Attributing the high and consistent growth of the East-Asian economies to their ability to adopt new technologies from advanced economies, he said, "We're growing faster because economies can learn faster than they can invent." In the same context, Chau spoke about HKTDC's ICT expo, which corrals the world's best technology sellers under one roof.
"90% of our imports from India comprises jewellery," he said in his concluding remarks, emphasizing India's untapped export potential in other product categories like technology.
Rajesh Bhagat, HKTDC's Mumbai-based consultant, pitched Hong Kong as 'Asia's central business district'. "HK is one of the few neutral economies in the world that encourage both imports and exports. We help businesses all over the world use Hong Kong as a medium to connect with buyers and sellers not only in Hong Kong and China, but anywhere on the globe," he said, describing HKTDC's functionality.
"We have a unique model for trade promotion which includes an online marketplace, mobile applications and a wealth of information in the form of product and research magazines," he added.
HKTDC hosts around 30 world-class trade fairs in different product categories annually, making the body the largest organiser of international trade fairs in Hong Kong, and the second largest such entity in Asia.
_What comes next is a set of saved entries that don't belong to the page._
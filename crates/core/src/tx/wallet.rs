//! Signing seams for farm actions. The alloy implementations submit through a
//! wallet-filled provider; tests substitute in-memory fakes.
use std::future::Future;

use alloy::{
    network::Ethereum,
    primitives::{Address, TxHash, U256},
    providers::{PendingTransactionBuilder, Provider},
};

use super::ActionError;
use crate::{
    config::GasLimits,
    contracts::{IERC20, IStakingRewards},
};

/// A broadcast transaction that can be awaited until mined.
pub trait PendingTransaction: Send {
    fn tx_hash(&self) -> TxHash;

    /// Resolves once mined; a reverted transaction is an error.
    fn confirm(self) -> impl Future<Output = Result<(), ActionError>> + Send;
}

/// Write calls of a StakingRewards contract.
pub trait StakingRewards: Sync {
    type Pending: PendingTransaction;

    fn stake(&self, amount: U256) -> impl Future<Output = Result<Self::Pending, ActionError>> + Send;

    fn withdraw(&self, amount: U256) -> impl Future<Output = Result<Self::Pending, ActionError>> + Send;

    fn get_reward(&self) -> impl Future<Output = Result<Self::Pending, ActionError>> + Send;
}

/// The ERC-20 calls needed for approvals.
pub trait Erc20: Sync {
    type Pending: PendingTransaction;

    fn allowance(
        &self,
        owner: Address,
        spender: Address,
    ) -> impl Future<Output = Result<U256, ActionError>> + Send;

    fn estimate_approve(
        &self,
        spender: Address,
        amount: U256,
    ) -> impl Future<Output = Result<u64, ActionError>> + Send;

    fn approve(
        &self,
        spender: Address,
        amount: U256,
        gas_limit: u64,
    ) -> impl Future<Output = Result<Self::Pending, ActionError>> + Send;
}

pub struct AlloyPending(PendingTransactionBuilder<Ethereum>);

impl PendingTransaction for AlloyPending {
    fn tx_hash(&self) -> TxHash {
        *self.0.tx_hash()
    }

    async fn confirm(self) -> Result<(), ActionError> {
        let hash = *self.0.tx_hash();
        let receipt = self.0.get_receipt().await.map_err(|err| ActionError::Unconfirmed {
            hash,
            reason: err.to_string(),
        })?;

        if receipt.status() {
            Ok(())
        } else {
            Err(ActionError::Reverted(hash))
        }
    }
}

fn rejected(err: alloy::contract::Error) -> ActionError {
    ActionError::Rejected(err.to_string())
}

pub struct AlloyStakingRewards<P> {
    contract: IStakingRewards::IStakingRewardsInstance<P>,
    gas: GasLimits,
}

impl<P: Provider> AlloyStakingRewards<P> {
    pub fn new(address: Address, provider: P, gas: GasLimits) -> Self {
        Self {
            contract: IStakingRewards::new(address, provider),
            gas,
        }
    }
}

impl<P: Provider> StakingRewards for AlloyStakingRewards<P> {
    type Pending = AlloyPending;

    async fn stake(&self, amount: U256) -> Result<AlloyPending, ActionError> {
        let pending = self
            .contract
            .stake(amount)
            .gas(self.gas.stake)
            .send()
            .await
            .map_err(rejected)?;
        Ok(AlloyPending(pending))
    }

    async fn withdraw(&self, amount: U256) -> Result<AlloyPending, ActionError> {
        let pending = self
            .contract
            .withdraw(amount)
            .gas(self.gas.withdraw)
            .send()
            .await
            .map_err(rejected)?;
        Ok(AlloyPending(pending))
    }

    async fn get_reward(&self) -> Result<AlloyPending, ActionError> {
        let pending = self
            .contract
            .getReward()
            .gas(self.gas.claim)
            .send()
            .await
            .map_err(rejected)?;
        Ok(AlloyPending(pending))
    }
}

pub struct AlloyErc20<P> {
    contract: IERC20::IERC20Instance<P>,
}

impl<P: Provider> AlloyErc20<P> {
    pub fn new(address: Address, provider: P) -> Self {
        Self {
            contract: IERC20::new(address, provider),
        }
    }
}

impl<P: Provider> Erc20 for AlloyErc20<P> {
    type Pending = AlloyPending;

    async fn allowance(&self, owner: Address, spender: Address) -> Result<U256, ActionError> {
        self.contract
            .allowance(owner, spender)
            .call()
            .await
            .map_err(|err| ActionError::Read(err.to_string()))
    }

    async fn estimate_approve(&self, spender: Address, amount: U256) -> Result<u64, ActionError> {
        self.contract
            .approve(spender, amount)
            .estimate_gas()
            .await
            .map_err(rejected)
    }

    async fn approve(
        &self,
        spender: Address,
        amount: U256,
        gas_limit: u64,
    ) -> Result<AlloyPending, ActionError> {
        let pending = self
            .contract
            .approve(spender, amount)
            .gas(gas_limit)
            .send()
            .await
            .map_err(rejected)?;
        Ok(AlloyPending(pending))
    }
}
Eleven of its fairs are the largest marketplace in the concerned product category.
"From India, more than 30,000 individual buyers and over 800 companies are participants of HKTDC trade fairs," Bhagat said, about India's involvement.
The seminar provided other valuable information about the business match-making activities of HKTDC, coupled with its ability to generate buyer enquiries for its members from an integrated world marketplace, that it has built over five decades.